(Your goal):
Copying nothing before it, reproduce the line that holds "fn trim_text_snippet(value: &str)" and every line after it in the data, exactly.

[Stored items from a collection]
>>>

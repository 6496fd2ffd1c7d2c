//! Request shapes, one per remote method.
//!
//! The encoding is a property of the type: [`Method`] requests go out as JSON,
//! [`UploadMethod`] requests carry a file and go out as multipart forms.

use std::time::Duration;

use serde::{de::DeserializeOwned, Serialize};

use pollbot_core::{
    domain::{ChatId, MessageId},
    Result,
};

use crate::{
    fields::{
        is_false, CaptionField, ChatTarget, Notification, ParseModeField, ReplyMarkupField,
        ReplyTo, ThumbField,
    },
    form::{FormData, FormFields, InputFile},
    inline::InlineQueryResult,
    keyboard::{InlineKeyboardMarkup, ReplyMarkup},
    types::{ChatAction, EditResult, File, Message, ParseMode, Update, UpdateType, User},
};

/// A JSON-encoded remote method.
pub trait Method: Serialize {
    const NAME: &'static str;
    type Response: DeserializeOwned;

    /// How long the server may hold the request open before answering.
    fn server_wait(&self) -> Option<Duration> {
        None
    }
}

/// A multipart-encoded remote method carrying exactly one file field.
pub trait UploadMethod {
    const NAME: &'static str;
    type Response: DeserializeOwned;

    /// Form field name of the file and the file itself.
    fn file(&self) -> (&'static str, &InputFile);

    /// Every other field of the request.
    fn write_form(&self, form: &mut FormData) -> Result<()>;
}

// ============== JSON methods ==============

#[derive(Clone, Debug, Default, Serialize)]
pub struct GetMe {}

impl Method for GetMe {
    const NAME: &'static str = "getMe";
    type Response = User;
}

#[derive(Clone, Debug, Default, Serialize)]
pub struct GetUpdates {
    #[serde(skip_serializing_if = "is_zero_i64")]
    pub offset: i64,
    #[serde(skip_serializing_if = "Option::is_none")]
    pub limit: Option<u32>,
    /// Long-poll timeout in seconds.
    pub timeout: u64,
    #[serde(skip_serializing_if = "Vec::is_empty")]
    pub allowed_updates: Vec<UpdateType>,
}

impl GetUpdates {
    pub fn new(offset: i64, timeout: Duration) -> Self {
        Self {
            offset,
            timeout: timeout.as_secs(),
            ..Default::default()
        }
    }
}

impl Method for GetUpdates {
    const NAME: &'static str = "getUpdates";
    type Response = Vec<Update>;

    fn server_wait(&self) -> Option<Duration> {
        Some(Duration::from_secs(self.timeout))
    }
}

fn is_zero_i64(v: &i64) -> bool {
    *v == 0
}

#[derive(Clone, Debug, Default, Serialize)]
pub struct SendMessage {
    #[serde(flatten)]
    pub chat: ChatTarget,
    pub text: String,
    #[serde(flatten)]
    pub parse_mode: ParseModeField,
    #[serde(skip_serializing_if = "is_false")]
    pub disable_web_page_preview: bool,
    #[serde(flatten)]
    pub notification: Notification,
    #[serde(flatten)]
    pub reply_to: ReplyTo,
    #[serde(flatten)]
    pub reply_markup: ReplyMarkupField,
}

impl SendMessage {
    pub fn new(chat_id: ChatId, text: impl Into<String>) -> Self {
        Self {
            chat: chat_id.into(),
            text: text.into(),
            ..Default::default()
        }
    }

    pub fn parse_mode(mut self, mode: ParseMode) -> Self {
        self.parse_mode.parse_mode = Some(mode);
        self
    }

    pub fn reply_markup(mut self, markup: impl Into<ReplyMarkup>) -> Self {
        self.reply_markup.reply_markup = Some(markup.into());
        self
    }

    pub fn reply_to(mut self, message_id: MessageId) -> Self {
        self.reply_to.reply_to_message_id = message_id;
        self
    }

    pub fn silent(mut self) -> Self {
        self.notification.disable_notification = true;
        self
    }
}

impl Method for SendMessage {
    const NAME: &'static str = "sendMessage";
    type Response = Message;
}

#[derive(Clone, Debug, Default, Serialize)]
pub struct ForwardMessage {
    #[serde(flatten)]
    pub chat: ChatTarget,
    pub from_chat_id: ChatId,
    pub message_id: MessageId,
    #[serde(flatten)]
    pub notification: Notification,
}

impl Method for ForwardMessage {
    const NAME: &'static str = "forwardMessage";
    type Response = Message;
}

#[derive(Clone, Debug, Default, Serialize)]
pub struct DeleteMessage {
    #[serde(flatten)]
    pub chat: ChatTarget,
    pub message_id: MessageId,
}

impl DeleteMessage {
    pub fn new(chat_id: ChatId, message_id: MessageId) -> Self {
        Self {
            chat: chat_id.into(),
            message_id,
        }
    }
}

impl Method for DeleteMessage {
    const NAME: &'static str = "deleteMessage";
    type Response = bool;
}

#[derive(Clone, Debug, Default, Serialize)]
pub struct EditMessageText {
    #[serde(flatten)]
    pub chat: ChatTarget,
    #[serde(skip_serializing_if = "MessageId::is_zero")]
    pub message_id: MessageId,
    #[serde(skip_serializing_if = "Option::is_none")]
    pub inline_message_id: Option<String>,
    pub text: String,
    #[serde(flatten)]
    pub parse_mode: ParseModeField,
    #[serde(skip_serializing_if = "is_false")]
    pub disable_web_page_preview: bool,
    #[serde(skip_serializing_if = "Option::is_none")]
    pub reply_markup: Option<InlineKeyboardMarkup>,
}

impl Method for EditMessageText {
    const NAME: &'static str = "editMessageText";
    type Response = EditResult;
}

#[derive(Clone, Debug, Default, Serialize)]
pub struct EditMessageReplyMarkup {
    #[serde(flatten)]
    pub chat: ChatTarget,
    #[serde(skip_serializing_if = "MessageId::is_zero")]
    pub message_id: MessageId,
    #[serde(skip_serializing_if = "Option::is_none")]
    pub inline_message_id: Option<String>,
    #[serde(skip_serializing_if = "Option::is_none")]
    pub reply_markup: Option<InlineKeyboardMarkup>,
}

impl Method for EditMessageReplyMarkup {
    const NAME: &'static str = "editMessageReplyMarkup";
    type Response = EditResult;
}

#[derive(Clone, Debug, Default, Serialize)]
pub struct AnswerCallbackQuery {
    pub callback_query_id: String,
    #[serde(skip_serializing_if = "String::is_empty")]
    pub text: String,
    #[serde(skip_serializing_if = "is_false")]
    pub show_alert: bool,
    #[serde(skip_serializing_if = "Option::is_none")]
    pub url: Option<String>,
    #[serde(skip_serializing_if = "Option::is_none")]
    pub cache_time: Option<u32>,
}

impl Method for AnswerCallbackQuery {
    const NAME: &'static str = "answerCallbackQuery";
    type Response = bool;
}

#[derive(Clone, Debug, Default, Serialize)]
pub struct AnswerInlineQuery {
    pub inline_query_id: String,
    pub results: Vec<InlineQueryResult>,
    #[serde(skip_serializing_if = "Option::is_none")]
    pub cache_time: Option<u32>,
    #[serde(skip_serializing_if = "is_false")]
    pub is_personal: bool,
    #[serde(skip_serializing_if = "Option::is_none")]
    pub next_offset: Option<String>,
}

impl Method for AnswerInlineQuery {
    const NAME: &'static str = "answerInlineQuery";
    type Response = bool;
}

#[derive(Clone, Debug, Default, Serialize)]
pub struct GetFile {
    pub file_id: String,
}

impl Method for GetFile {
    const NAME: &'static str = "getFile";
    type Response = File;
}

#[derive(Clone, Debug, Serialize)]
pub struct SendChatAction {
    #[serde(flatten)]
    pub chat: ChatTarget,
    pub action: ChatAction,
}

impl Method for SendChatAction {
    const NAME: &'static str = "sendChatAction";
    type Response = bool;
}

#[derive(Clone, Debug, Default, Serialize)]
pub struct SendLocation {
    #[serde(flatten)]
    pub chat: ChatTarget,
    pub latitude: f64,
    pub longitude: f64,
    #[serde(skip_serializing_if = "Option::is_none")]
    pub live_period: Option<u32>,
    #[serde(flatten)]
    pub notification: Notification,
    #[serde(flatten)]
    pub reply_to: ReplyTo,
    #[serde(flatten)]
    pub reply_markup: ReplyMarkupField,
}

impl Method for SendLocation {
    const NAME: &'static str = "sendLocation";
    type Response = Message;
}

#[derive(Clone, Debug, Default, Serialize)]
pub struct SendContact {
    #[serde(flatten)]
    pub chat: ChatTarget,
    pub phone_number: String,
    pub first_name: String,
    #[serde(skip_serializing_if = "Option::is_none")]
    pub last_name: Option<String>,
    #[serde(skip_serializing_if = "Option::is_none")]
    pub vcard: Option<String>,
    #[serde(flatten)]
    pub notification: Notification,
    #[serde(flatten)]
    pub reply_to: ReplyTo,
    #[serde(flatten)]
    pub reply_markup: ReplyMarkupField,
}

impl Method for SendContact {
    const NAME: &'static str = "sendContact";
    type Response = Message;
}

#[derive(Clone, Debug, Default, Serialize)]
pub struct SendPoll {
    #[serde(flatten)]
    pub chat: ChatTarget,
    pub question: String,
    pub options: Vec<String>,
    #[serde(flatten)]
    pub notification: Notification,
    #[serde(flatten)]
    pub reply_to: ReplyTo,
    #[serde(flatten)]
    pub reply_markup: ReplyMarkupField,
}

impl Method for SendPoll {
    const NAME: &'static str = "sendPoll";
    type Response = Message;
}

// ============== Multipart methods ==============

/// Fields every media upload shares.
#[derive(Clone, Debug, Default)]
pub struct MediaCommon {
    pub chat: ChatTarget,
    pub caption: CaptionField,
    pub parse_mode: ParseModeField,
    pub notification: Notification,
    pub reply_to: ReplyTo,
    pub reply_markup: ReplyMarkupField,
}

impl MediaCommon {
    pub fn new(chat_id: ChatId) -> Self {
        Self {
            chat: chat_id.into(),
            ..Default::default()
        }
    }
}

impl FormFields for MediaCommon {
    fn write_form(&self, form: &mut FormData) -> Result<()> {
        self.chat.write_form(form)?;
        self.caption.write_form(form)?;
        self.parse_mode.write_form(form)?;
        self.notification.write_form(form)?;
        self.reply_to.write_form(form)?;
        self.reply_markup.write_form(form)
    }
}

fn write_opt_u32(form: &mut FormData, name: &str, v: Option<u32>) {
    if let Some(v) = v {
        form.text(name, v.to_string());
    }
}

fn write_opt_str(form: &mut FormData, name: &str, v: &Option<String>) {
    if let Some(v) = v.as_deref().filter(|s| !s.is_empty()) {
        form.text(name, v);
    }
}

#[derive(Clone, Debug)]
pub struct SendPhoto {
    pub photo: InputFile,
    pub common: MediaCommon,
}

impl SendPhoto {
    pub fn new(chat_id: ChatId, photo: InputFile) -> Self {
        Self {
            photo,
            common: MediaCommon::new(chat_id),
        }
    }

    pub fn caption(mut self, caption: impl Into<String>) -> Self {
        self.common.caption.caption = caption.into();
        self
    }

    pub fn parse_mode(mut self, mode: ParseMode) -> Self {
        self.common.parse_mode.parse_mode = Some(mode);
        self
    }

    pub fn reply_markup(mut self, markup: impl Into<ReplyMarkup>) -> Self {
        self.common.reply_markup.reply_markup = Some(markup.into());
        self
    }
}

impl UploadMethod for SendPhoto {
    const NAME: &'static str = "sendPhoto";
    type Response = Message;

    fn file(&self) -> (&'static str, &InputFile) {
        ("photo", &self.photo)
    }

    fn write_form(&self, form: &mut FormData) -> Result<()> {
        self.common.write_form(form)
    }
}

#[derive(Clone, Debug)]
pub struct SendAudio {
    pub audio: InputFile,
    pub common: MediaCommon,
    pub thumb: ThumbField,
    pub duration: Option<u32>,
    pub performer: Option<String>,
    pub title: Option<String>,
}

impl SendAudio {
    pub fn new(chat_id: ChatId, audio: InputFile) -> Self {
        Self {
            audio,
            common: MediaCommon::new(chat_id),
            thumb: ThumbField::default(),
            duration: None,
            performer: None,
            title: None,
        }
    }
}

impl UploadMethod for SendAudio {
    const NAME: &'static str = "sendAudio";
    type Response = Message;

    fn file(&self) -> (&'static str, &InputFile) {
        ("audio", &self.audio)
    }

    fn write_form(&self, form: &mut FormData) -> Result<()> {
        self.common.write_form(form)?;
        self.thumb.write_form(form)?;
        write_opt_u32(form, "duration", self.duration);
        write_opt_str(form, "performer", &self.performer);
        write_opt_str(form, "title", &self.title);
        Ok(())
    }
}

#[derive(Clone, Debug)]
pub struct SendDocument {
    pub document: InputFile,
    pub common: MediaCommon,
    pub thumb: ThumbField,
}

impl SendDocument {
    pub fn new(chat_id: ChatId, document: InputFile) -> Self {
        Self {
            document,
            common: MediaCommon::new(chat_id),
            thumb: ThumbField::default(),
        }
    }

    pub fn caption(mut self, caption: impl Into<String>) -> Self {
        self.common.caption.caption = caption.into();
        self
    }
}

impl UploadMethod for SendDocument {
    const NAME: &'static str = "sendDocument";
    type Response = Message;

    fn file(&self) -> (&'static str, &InputFile) {
        ("document", &self.document)
    }

    fn write_form(&self, form: &mut FormData) -> Result<()> {
        self.common.write_form(form)?;
        self.thumb.write_form(form)
    }
}

#[derive(Clone, Debug)]
pub struct SendVideo {
    pub video: InputFile,
    pub common: MediaCommon,
    pub thumb: ThumbField,
    pub duration: Option<u32>,
    pub width: Option<u32>,
    pub height: Option<u32>,
    pub supports_streaming: bool,
}

impl SendVideo {
    pub fn new(chat_id: ChatId, video: InputFile) -> Self {
        Self {
            video,
            common: MediaCommon::new(chat_id),
            thumb: ThumbField::default(),
            duration: None,
            width: None,
            height: None,
            supports_streaming: false,
        }
    }
}

impl UploadMethod for SendVideo {
    const NAME: &'static str = "sendVideo";
    type Response = Message;

    fn file(&self) -> (&'static str, &InputFile) {
        ("video", &self.video)
    }

    fn write_form(&self, form: &mut FormData) -> Result<()> {
        self.common.write_form(form)?;
        self.thumb.write_form(form)?;
        write_opt_u32(form, "duration", self.duration);
        write_opt_u32(form, "width", self.width);
        write_opt_u32(form, "height", self.height);
        if self.supports_streaming {
            form.text("supports_streaming", "true");
        }
        Ok(())
    }
}

#[derive(Clone, Debug)]
pub struct SendVoice {
    pub voice: InputFile,
    pub common: MediaCommon,
    pub duration: Option<u32>,
}

impl SendVoice {
    pub fn new(chat_id: ChatId, voice: InputFile) -> Self {
        Self {
            voice,
            common: MediaCommon::new(chat_id),
            duration: None,
        }
    }
}

impl UploadMethod for SendVoice {
    const NAME: &'static str = "sendVoice";
    type Response = Message;

    fn file(&self) -> (&'static str, &InputFile) {
        ("voice", &self.voice)
    }

    fn write_form(&self, form: &mut FormData) -> Result<()> {
        self.common.write_form(form)?;
        write_opt_u32(form, "duration", self.duration);
        Ok(())
    }
}
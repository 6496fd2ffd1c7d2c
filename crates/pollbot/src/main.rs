use std::sync::Arc;

use anyhow::Context as _;
use async_trait::async_trait;
use tokio_util::sync::CancellationToken;
use tracing::{debug, info, warn};

use pollbot_core::{config::Config, Result};
use pollbot_runtime::{AllowedUsers, Bot, BotOptions, Context, Flow, UpdateHandler};
use pollbot_telegram::{
    keyboard::{InlineKeyboardButton, InlineKeyboardMarkup},
    ClientConfig, TelegramApi, TelegramClient, Update,
};

/// Logs every update before the real handlers see it.
struct TraceUpdates;

#[async_trait]
impl UpdateHandler for TraceUpdates {
    async fn handle(&self, _ctx: &Context, update: &Update) -> Result<Flow> {
        debug!(
            update_id = update.update_id,
            kind = ?update.update_type(),
            sender = ?update.sender().map(|u| u.id.0),
            "update received"
        );
        Ok(Flow::Continue)
    }
}

#[tokio::main]
async fn main() -> anyhow::Result<()> {
    pollbot_core::logging::init("pollbot")?;

    let cfg = Config::load().context("loading configuration")?;
    let client = TelegramClient::new(ClientConfig::from(&cfg))?;

    match client.get_me().await {
        Ok(me) => info!(
            bot_id = me.id.0,
            username = me.username.as_deref().unwrap_or(""),
            "authenticated"
        ),
        Err(e) => warn!(error = %e, "getMe failed; polling anyway"),
    }

    let mut bot = Bot::new(Arc::new(client), BotOptions::from(&cfg))
        .context("loading cursor record")?;

    if cfg.allowed_users.is_empty() {
        warn!("TELEGRAM_ALLOWED_USERS is empty; every user may talk to the bot");
    }
    bot.set_authorizer(AllowedUsers::from_config(&cfg));

    bot.add_handler(TraceUpdates);

    bot.on_message(|ctx, msg| async move {
        let Some(msg) = msg else {
            return Ok(Flow::Continue);
        };
        let Some(chat_id) = msg.chat_id() else {
            return Ok(Flow::Continue);
        };
        match msg.command() {
            Some(("start", _)) => {
                let kb = InlineKeyboardMarkup::new(vec![vec![
                    InlineKeyboardButton::callback("Ping", "ping"),
                    InlineKeyboardButton::callback("Hide", "hide"),
                ]]);
                ctx.send_keyboard(chat_id, "Send me anything and I will echo it back.", kb)
                    .await?;
                Ok(Flow::Stop)
            }
            Some(_) => Ok(Flow::Continue),
            None => {
                if let Some(text) = msg.text.as_deref() {
                    ctx.send_text(chat_id, text).await?;
                    return Ok(Flow::Stop);
                }
                Ok(Flow::Continue)
            }
        }
    });

    bot.on_callback_query(|ctx, query| async move {
        let Some(query) = query else {
            return Ok(Flow::Continue);
        };
        let reply = match query.data.as_deref() {
            Some("ping") => "pong",
            Some("hide") => {
                if let Some(msg) = &query.message {
                    if let Some(chat_id) = msg.chat_id() {
                        let target = pollbot_core::domain::MessageRef {
                            chat_id,
                            message_id: msg.message_id,
                        };
                        ctx.edit_keyboard_markup(target, None).await?;
                    }
                }
                "hidden"
            }
            _ => "",
        };
        ctx.answer_callback_query(&query.id, reply, false).await?;
        Ok(Flow::Stop)
    });

    let shutdown = CancellationToken::new();
    let on_signal = shutdown.clone();
    tokio::spawn(async move {
        if tokio::signal::ctrl_c().await.is_ok() {
            info!("shutdown requested");
        }
        on_signal.cancel();
    });

    bot.run(shutdown).await.context("polling loop")?;
    Ok(())
}
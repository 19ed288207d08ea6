use std::collections::HashMap;
use std::path::Path;
use std::sync::{Arc, Mutex, MutexGuard};
use std::time::{Duration, Instant};

use sysinfo::Disks;
use tokio::sync::watch;
use uuid::Uuid;

use crate::db::queries::{DownloadStateQueries, GameInfoQueries};
use crate::db::Database;
use crate::errors::{LauncherError, Result};
use crate::models::{
    apply_install_patch, apply_transfer_patch, DownloadInitInfo, DownloadProgressInfo,
    DownloadProgressItem, DownloadStatus, GameUpdateResource, InstallPatch, InstallStatus,
    InterruptReason, TransferPatch,
};
use crate::services::archive::ArchiveExtractor;
use crate::services::deeplink::DeeplinkRegistrar;
use crate::services::install_applier::{ApplyRequest, InstallApplier, InstallObserver};
use crate::services::notify::ProgressSink;
use crate::services::patch_planner::{self, UpdatePlan};
use crate::services::snapshot_diff;
use crate::services::transport::{
    TransferControl, TransferObserver, TransferUpdate, Transport,
};
use crate::utils::file::dir_size;
use crate::utils::paths::{metadata_download_path, patch_dir, payload_path};

const DEFAULT_STORAGE_SAFETY_MARGIN_BYTES: u64 = 256 * 1024 * 1024;
const REPORT_INTERVAL: Duration = Duration::from_millis(500);

/// What `start` decided to do. Planning outcomes are signals, not errors; the
/// renderer turns them into the matching dialog.
#[derive(Clone, Copy, Debug, PartialEq, Eq)]
pub enum StartOutcome {
    Started,
    /// A pipeline for this game already exists; the call was a no-op.
    AlreadyActive,
    UpToDate,
    /// No patch path exists (legacy install, or no published full package).
    NotUpdatable,
}

struct ActiveDownload {
    progress: DownloadProgressInfo,
    control: watch::Sender<TransferControl>,
    task_running: bool,
}

/// Process-owned store of active pipelines, one entry per game at most.
/// Constructed by the embedding application and injected into the
/// coordinator.
#[derive(Clone, Default)]
pub struct DownloadRegistry {
    entries: Arc<Mutex<HashMap<String, ActiveDownload>>>,
}
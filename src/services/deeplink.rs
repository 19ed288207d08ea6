use std::path::Path;

use crate::db::queries::SettingsQueries;
use crate::db::Database;
use crate::errors::Result;

/// OS hand-off registration: associates a game's URL scheme with its
/// executable so the launcher can delegate execution. Registering is the
/// canonical "install complete" signal for a resource.
pub trait DeeplinkRegistrar: Send + Sync {
    fn register(&self, game_client_id: &str, protocol: &str, runnable_path: &Path) -> Result<()>;
}

/// Records the association in the settings table. The per-platform protocol
/// handler (registry keys, `.desktop` entries) is wired by the shell on top
/// of this record.
pub struct SettingsDeeplinkRegistrar {
    db: Database,
}

impl SettingsDeeplinkRegistrar {
    pub fn new(db: Database) -> Self {
        Self { db }
    }
}

impl DeeplinkRegistrar for SettingsDeeplinkRegistrar {
    fn register(&self, game_client_id: &str, protocol: &str, runnable_path: &Path) -> Result<()> {
        self.db.set_setting(
            &format!("deeplink.{}", protocol),
            &runnable_path.to_string_lossy(),
        )?;
        tracing::info!(
            "registered deep link game={} protocol={}://",
            game_client_id,
            protocol
        );
        Ok(())
    }
}
use std::path::Path;
use std::time::{Duration, Instant};

use async_trait::async_trait;
use futures_util::StreamExt;
use tokio::io::AsyncWriteExt;
use tokio::sync::watch;
use tokio::time::sleep;

use crate::errors::{LauncherError, Result};

/// Cooperative control for an in-flight transfer. Paused is sustained, not
/// terminal; the transfer holds its connection and waits.
#[derive(Clone, Copy, Debug, PartialEq, Eq)]
pub enum TransferControl {
    Running,
    Paused,
    Cancelled,
}

#[derive(Clone, Copy, Debug)]
pub struct TransferUpdate {
    pub transferred_bytes: u64,
    pub total_bytes: u64,
    pub bytes_per_second: u64,
}

pub type TransferObserver = dyn Fn(TransferUpdate) + Send + Sync;

/// Byte-transfer capability the coordinator depends on. The default
/// implementation is HTTP, but tests and embedders can substitute their own.
#[async_trait]
pub trait Transport: Send + Sync {
    async fn download(
        &self,
        url: &str,
        destination: &Path,
        headers: &[(String, String)],
        control: watch::Receiver<TransferControl>,
        on_progress: &TransferObserver,
    ) -> Result<()>;
}

/// Blocks while paused; `Cancelled` surfaces as an error so the caller can
/// unwind without touching the destination file.
pub async fn wait_for_running(control: &mut watch::Receiver<TransferControl>) -> Result<()> {
    loop {
        let state = *control.borrow();
        match state {
            TransferControl::Running => return Ok(()),
            TransferControl::Paused => {
                control
                    .changed()
                    .await
                    .map_err(|_| LauncherError::Config("transfer control closed".to_string()))?;
            }
            TransferControl::Cancelled => return Err(LauncherError::Cancelled),
        }
    }
}

enum AttemptError {
    Retryable(LauncherError),
    Fatal(LauncherError),
}

pub struct HttpTransport {
    client: reqwest::Client,
    max_attempts: usize,
    retry_wait: Duration,
}

impl HttpTransport {
    pub fn new() -> Result<Self> {
        let request_timeout_seconds = env_u64("LAUNCHER_HTTP_TIMEOUT_SECONDS")
            .unwrap_or(600)
            .clamp(60, 7200);
        let connect_timeout_seconds = env_u64("LAUNCHER_HTTP_CONNECT_TIMEOUT_SECONDS")
            .unwrap_or(20)
            .clamp(5, 120);
        let max_attempts = env_u64("LAUNCHER_HTTP_MAX_ATTEMPTS")
            .unwrap_or(4)
            .clamp(1, 8) as usize;
        let retry_wait_ms = env_u64("LAUNCHER_HTTP_RETRY_WAIT_MS")
            .unwrap_or(900)
            .clamp(0, 30_000);

        let client = reqwest::Client::builder()
            .timeout(Duration::from_secs(request_timeout_seconds))
            .connect_timeout(Duration::from_secs(connect_timeout_seconds))
            .tcp_nodelay(true)
            .build()?;

        Ok(Self {
            client,
            max_attempts,
            retry_wait: Duration::from_millis(retry_wait_ms),
        })
    }

    async fn attempt_download(
        &self,
        url: &str,
        destination: &Path,
        headers: &[(String, String)],
        control: &mut watch::Receiver<TransferControl>,
        on_progress: &TransferObserver,
    ) -> std::result::Result<(), AttemptError> {
        // A partially written destination is picked up where the previous
        // attempt stopped; servers without range support answer 200 and the
        // file starts over.
        let existing = tokio::fs::metadata(destination)
            .await
            .map(|meta| meta.len())
            .unwrap_or(0);

        let mut request = self.client.get(url);
        for (name, value) in headers {
            request = request.header(name.as_str(), value.as_str());
        }
        if existing > 0 {
            request = request.header(reqwest::header::RANGE, format!("bytes={}-", existing));
        }

        let response = request.send().await.map_err(classify_request_error)?;
        let status = response.status();
        if !status.is_success() {
            let retryable = status.is_server_error()
                || status == reqwest::StatusCode::REQUEST_TIMEOUT
                || status == reqwest::StatusCode::TOO_MANY_REQUESTS;
            let body = response.text().await.unwrap_or_default();
            let snippet = trim_text_snippet(&body);
            let failure = if snippet.is_empty() {
                LauncherError::Http(format!("HTTP {}", status))
            } else {
                LauncherError::Http(format!("HTTP {} ({})", status, snippet))
            };
            return Err(if retryable {
                AttemptError::Retryable(failure)
            } else {
                AttemptError::Fatal(failure)
            });
        }

        let resuming = status == reqwest::StatusCode::PARTIAL_CONTENT && existing > 0;
        let body_length = response.content_length().unwrap_or(0);
        let (mut transferred, total_bytes) = if resuming {
            (existing, existing + body_length)
        } else {
            (0, body_length)
        };

        let mut file = tokio::fs::OpenOptions::new()
            .create(true)
            .write(true)
            .append(resuming)
            .truncate(!resuming)
            .open(destination)
            .await
            .map_err(|err| AttemptError::Fatal(err.into()))?;

        let mut stream = response.bytes_stream();
        let started = Instant::now();
        let session_start = transferred;

        loop {
            tokio::select! {
                changed = control.changed() => {
                    changed.map_err(|_| AttemptError::Fatal(
                        LauncherError::Config("transfer control closed".to_string()),
                    ))?;
                    let state = *control.borrow();
                    match state {
                        TransferControl::Running => {}
                        TransferControl::Paused => {
                            wait_for_running(control)
                                .await
                                .map_err(AttemptError::Fatal)?;
                        }
                        TransferControl::Cancelled => {
                            return Err(AttemptError::Fatal(LauncherError::Cancelled));
                        }
                    }
                }
                next = stream.next() => {
                    let Some(next) = next else { break; };
                    let bytes = next.map_err(classify_request_error)?;
                    file.write_all(&bytes)
                        .await
                        .map_err(|err| AttemptError::Fatal(err.into()))?;
                    transferred += bytes.len() as u64;

                    let elapsed = started.elapsed().as_secs_f64();
                    let bytes_per_second = if elapsed > 0.0 {
                        ((transferred - session_start) as f64 / elapsed) as u64
                    } else {
                        0
                    };
                    on_progress(TransferUpdate {
                        transferred_bytes: transferred,
                        total_bytes: total_bytes.max(transferred),
                        bytes_per_second,
                    });
                }
            }
        }

        file.flush()
            .await
            .map_err(|err| AttemptError::Fatal(err.into()))?;
        Ok(())
    }
}

#[async_trait]
impl Transport for HttpTransport {
    async fn download(
        &self,
        url: &str,
        destination: &Path,
        headers: &[(String, String)],
        mut control: watch::Receiver<TransferControl>,
        on_progress: &TransferObserver,
    ) -> Result<()> {
        if let Some(parent) = destination.parent() {
            tokio::fs::create_dir_all(parent).await?;
        }

        let mut last_failure: Option<LauncherError> = None;
        for attempt in 1..=self.max_attempts {
            wait_for_running(&mut control).await?;
            match self
                .attempt_download(url, destination, headers, &mut control, on_progress)
                .await
            {
                Ok(()) => return Ok(()),
                Err(AttemptError::Fatal(err)) => return Err(err),
                Err(AttemptError::Retryable(err)) => {
                    if attempt < self.max_attempts {
                        tracing::warn!(
                            "transfer attempt {}/{} failed for {}: {}",
                            attempt,
                            self.max_attempts,
                            url,
                            err
                        );
                        sleep(self.retry_wait * attempt as u32).await;
                    }
                    last_failure = Some(err);
                }
            }
        }

        Err(last_failure
            .unwrap_or_else(|| LauncherError::Http("all transfer attempts failed".to_string())))
    }
}

fn classify_request_error(err: reqwest::Error) -> AttemptError {
    if err.is_timeout() || err.is_connect() || err.is_body() || err.is_decode() {
        AttemptError::Retryable(err.into())
    } else {
        AttemptError::Fatal(err.into())
    }
}

fn trim_text_snippet(value: &str) -> String {
    value.chars().take(200).collect::<String>().trim().to_string()
}

fn env_u64(key: &str) -> Option<u64> {
    std::env::var(key)
        .ok()
        .and_then(|value| value.trim().parse::<u64>().ok())
}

<<<

(Response below):
fn trim_text_snippet(value: &str) -> String {
    value.chars().take(200).collect::<String>().trim().to_string()
}

fn env_u64(key: &str) -> Option<u64> {
    std::env::var(key)
        .ok()
        .and_then(|value| value.trim().parse::<u64>().ok())
}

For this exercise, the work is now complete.